Mackay was published in the United States in his friend Benjamin Tucker's magazine, Liberty.

=== Adaptations ===
Max Reger set a Mackay poem as "Morgen" (Op. 66 No. 10).

Richard Strauss set two of Mackay's poems to music in his Vier Lieder for high voice and piano (Op. 27), a wedding gift to his wife in 1894, "Morgen!" and "Heimliche Aufforderung". Other settings of Mackay's poems by Strauss include "Verführung" for voice and orchestra in 1896 (Op. 33 No. 1) and "In der Campagna" for voice and piano in 1899 (Op. 41 No. 2).
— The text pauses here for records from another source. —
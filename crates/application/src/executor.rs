//! Effect executor
//!
//! Turns an [`EffectDescriptor`] into an observable outcome: a raised fault,
//! a bounded delay, or an impact the call site acts on. Execution is the only
//! place an experiment touches the invocation.

use std::time::Duration;

use domain::{EffectDescriptor, Impact, InjectedFault};
use tracing::{debug, warn};

use crate::error::EngineError;

/// Apply a single effect to the current invocation
///
/// Latency is clamped to `max_latency` before sleeping; a clamped delay is
/// logged and the impact reports the duration actually applied. The sleep is
/// a plain tokio sleep, so dropping the invocation future cancels it.
///
/// # Errors
///
/// Returns [`EngineError::Injected`] when the effect is an `Exception`.
pub async fn execute(
    effect: &EffectDescriptor,
    max_latency: Duration,
) -> Result<Option<Impact>, EngineError> {
    match effect {
        EffectDescriptor::Exception { kind, message } => {
            debug!(kind = %kind, "raising injected fault");
            Err(InjectedFault::new(kind.clone(), message.clone()).into())
        }
        EffectDescriptor::Latency { duration } => {
            let applied = if *duration > max_latency {
                warn!(
                    requested_ms = duration.as_millis(),
                    clamped_ms = max_latency.as_millis(),
                    "latency request exceeds cap, clamping"
                );
                max_latency
            } else {
                *duration
            };
            tokio::time::sleep(applied).await;
            Ok(Some(Impact::Latency { duration: applied }))
        }
        EffectDescriptor::CorruptData => Ok(Some(Impact::Corrupted)),
        EffectDescriptor::HttpResponse(over) => Ok(Some(Impact::Response(over.clone()))),
    }
}
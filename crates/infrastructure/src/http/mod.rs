//! HTTP-facing helpers for instrumented services
//!
//! The engine attaches no transport meaning to faults; HTTP callers use
//! these helpers to turn an injected fault or a response override into the
//! response they actually send.

use domain::{FaultKind, ResponseOverride};

/// Map a fault kind to the HTTP status an instrumented service should return
///
/// Mirrors the error taxonomy of a typical service handler: missing
/// credentials is an auth failure, a client fault is a bad request, and
/// everything else is an internal error.
#[must_use]
pub const fn status_for_fault(kind: &FaultKind) -> u16 {
    match kind {
        FaultKind::NoCredentials => 401,
        FaultKind::Client => 400,
        FaultKind::Other(_) => 500,
    }
}

/// JSON body for a synthesized response, `{"message": ...}`
#[must_use]
pub fn body_json(over: &ResponseOverride) -> serde_json::Value {
    serde_json::json!({ "message": over.body_message })
}

#[cfg(test)]
mod tests {
    use super::*;

    #[test]
    fn no_credentials_is_unauthorized() {
        assert_eq!(status_for_fault(&FaultKind::NoCredentials), 401);
    }

    #[test]
    fn client_fault_is_bad_request() {
        assert_eq!(status_for_fault(&FaultKind::Client), 400);
    }

    #[test]
    fn unknown_kinds_are_internal_errors() {
        assert_eq!(
            status_for_fault(&FaultKind::Other("CustomAppException".into())),
            500
        );
        assert_eq!(status_for_fault(&FaultKind::Other("ValueError".into())), 500);
    }

    #[test]
    fn body_json_wraps_message() {
        let over = ResponseOverride::new(429, "throttled");
        assert_eq!(
            body_json(&over),
            serde_json::json!({ "message": "throttled" })
        );
    }
}
//! Caching decorator for experiment sources
//!
//! Keeps the instrumented request path off the network: a fresh snapshot is
//! served lock-free, and at most one caller at a time refreshes a stale
//! checkpoint, bounded by a hard timeout.

use std::collections::HashMap;
use std::fmt;
use std::sync::Arc;
use std::time::Duration;

use arc_swap::ArcSwap;
use async_trait::async_trait;
use domain::Experiment;
use tokio::sync::Mutex;
use tokio::time::Instant;
use tracing::{debug, warn};

use application::ExperimentSource;

#[derive(Clone)]
struct CacheEntry {
    experiments: Vec<Experiment>,
    fetched_at: Instant,
}

/// Time-based cache in front of another experiment source
///
/// A stale entry is refreshed under a mutex so concurrent invocations do not
/// stampede the backing source; the refresh itself is bounded by
/// `fetch_timeout`. When a refresh times out the previous (stale) set is
/// served if one exists, otherwise the checkpoint degrades to no experiments.
pub struct CachedExperimentSource {
    inner: Arc<dyn ExperimentSource>,
    ttl: Duration,
    fetch_timeout: Duration,
    cache: ArcSwap<HashMap<String, CacheEntry>>,
    refresh: Mutex<()>,
}

impl CachedExperimentSource {
    /// Wrap a source with a freshness window and a refresh bound
    #[must_use]
    pub fn new(inner: Arc<dyn ExperimentSource>, ttl: Duration, fetch_timeout: Duration) -> Self {
        Self {
            inner,
            ttl,
            fetch_timeout,
            cache: ArcSwap::default(),
            refresh: Mutex::new(()),
        }
    }

    fn fresh(&self, checkpoint: &str) -> Option<Vec<Experiment>> {
        let snapshot = self.cache.load();
        let entry = snapshot.get(checkpoint)?;
        (entry.fetched_at.elapsed() < self.ttl).then(|| entry.experiments.clone())
    }

    fn stale(&self, checkpoint: &str) -> Option<Vec<Experiment>> {
        self.cache
            .load()
            .get(checkpoint)
            .map(|entry| entry.experiments.clone())
    }

    fn store(&self, checkpoint: &str, experiments: Vec<Experiment>) {
        let entry = CacheEntry {
            experiments,
            fetched_at: Instant::now(),
        };
        self.cache.rcu(|current| {
            let mut next: HashMap<String, CacheEntry> = (**current).clone();
            next.insert(checkpoint.to_string(), entry.clone());
            next
        });
    }
}

#[async_trait]
impl ExperimentSource for CachedExperimentSource {
    async fn fetch(&self, checkpoint: &str) -> Vec<Experiment> {
        if let Some(experiments) = self.fresh(checkpoint) {
            return experiments;
        }

        let _guard = self.refresh.lock().await;
        // another caller may have refreshed while we waited for the lock
        if let Some(experiments) = self.fresh(checkpoint) {
            return experiments;
        }

        match tokio::time::timeout(self.fetch_timeout, self.inner.fetch(checkpoint)).await {
            Ok(experiments) => {
                debug!(%checkpoint, count = experiments.len(), "experiment cache refreshed");
                self.store(checkpoint, experiments.clone());
                experiments
            }
            Err(_) => {
                warn!(
                    %checkpoint,
                    timeout_ms = self.fetch_timeout.as_millis(),
                    "experiment refresh timed out, serving last known set"
                );
                self.stale(checkpoint).unwrap_or_default()
            }
        }
    }
}

// Manual impl: the wrapped source is not Debug.
impl fmt::Debug for CachedExperimentSource {
    fn fmt(&self, f: &mut fmt::Formatter<'_>) -> fmt::Result {
        f.debug_struct("CachedExperimentSource")
            .field("ttl", &self.ttl)
            .field("fetch_timeout", &self.fetch_timeout)
            .finish_non_exhaustive()
    }
}
//! Remote control-plane experiment source
//!
//! Fetches experiment definitions over HTTP. Every failure mode (connect
//! error, non-success status, malformed payload, slow server) degrades to an
//! empty experiment set; the bound on a single fetch is enforced by the
//! request timeout configured at construction.

use std::time::Duration;

use async_trait::async_trait;
use domain::{Experiment, ExperimentWire};
use thiserror::Error;
use tracing::{debug, warn};

use application::ExperimentSource;

/// Errors constructing the source
///
/// Construction is the only fallible path; fetching is fail-open.
#[derive(Debug, Error)]
pub enum SourceError {
    /// HTTP client could not be built
    #[error("failed to build HTTP client: {0}")]
    Client(#[from] reqwest::Error),
}

/// Experiment source backed by a remote control plane
///
/// Expects `GET {endpoint}/experiments?checkpoint={name}` to return a JSON
/// array of experiment definitions. Individually malformed entries are
/// skipped so one bad definition cannot take down the rest.
#[derive(Debug, Clone)]
pub struct HttpExperimentSource {
    client: reqwest::Client,
    endpoint: String,
}

impl HttpExperimentSource {
    /// Create a source against the given control-plane base URL
    ///
    /// `fetch_timeout` bounds the whole request, connect time included.
    ///
    /// # Errors
    ///
    /// Returns [`SourceError::Client`] when the HTTP client cannot be built.
    pub fn new(endpoint: impl Into<String>, fetch_timeout: Duration) -> Result<Self, SourceError> {
        let client = reqwest::Client::builder()
            .timeout(fetch_timeout)
            .connect_timeout(fetch_timeout)
            .build()?;
        Ok(Self {
            client,
            endpoint: endpoint.into().trim_end_matches('/').to_string(),
        })
    }

    async fn fetch_wire(&self, checkpoint: &str) -> Result<Vec<ExperimentWire>, reqwest::Error> {
        let url = format!("{}/experiments", self.endpoint);
        let response = self
            .client
            .get(&url)
            .query(&[("checkpoint", checkpoint)])
            .send()
            .await?
            .error_for_status()?;
        response.json().await
    }
}

#[async_trait]
impl ExperimentSource for HttpExperimentSource {
    async fn fetch(&self, checkpoint: &str) -> Vec<Experiment> {
        let wire = match self.fetch_wire(checkpoint).await {
            Ok(wire) => wire,
            Err(error) => {
                warn!(%checkpoint, %error, "experiment fetch failed, continuing without experiments");
                return Vec::new();
            }
        };

        let mut experiments = Vec::with_capacity(wire.len());
        for entry in wire {
            match Experiment::try_from(entry) {
                Ok(experiment) => experiments.push(experiment),
                Err(error) => {
                    warn!(%checkpoint, %error, "skipping malformed experiment definition");
                }
            }
        }
        debug!(%checkpoint, count = experiments.len(), "experiments fetched");
        experiments
    }
}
Arnold Schoenberg set Mackay's poem "Am Wegrand" to music, his Op. 6 No. 6.

==Works (incomplete)==
- Kinder des Hochlands (1885)
  - Children of the Highlands
- Anna Hermsdorf (1885)
- Sturm (1888), poetry collection, the first of several editions with additions
  - Storm
- Die Anarchisten (1891)
  - The Anarchists
- Albert Schnells Untergang. Schluß der Geschichte ohne Handlung: Die letzte Pflicht (1895)
  - Albert Schnell's Downfall. End of the Story without Plot: The Last Duty
- Max Stirner – sein Leben und sein Werk (1898)
  - Max Stirner, his Life and Work
- Der Schwimmer (1900)
  - The Swimmer
- Der Sybarit (1903)
  - The Sybarites
- Hans, mein Freund und Die Wasserratte (1910)
  - Hans, my friend and the water rat
- Der Freiheitsucher. Psychologie einer Entwicklung (ca. 1920)
  - The Freedom Seeker. psychology of development
- Der Puppenjunge (1926)
  - The Hustler
- Die namenlose Liebe, seven volumes (1906–1926)
  - The Love without a Name
- Der Unschuldige (1936)
  - The Innocent

==See also==

- Anarchism in Germany
- Individualist anarchism in Europe

==Notes==
"Puppenjunge" can also be translated as "Puppetboy", which suggests the main character is a puppet at the whim of his circumstances, which may have been Mackay's intent.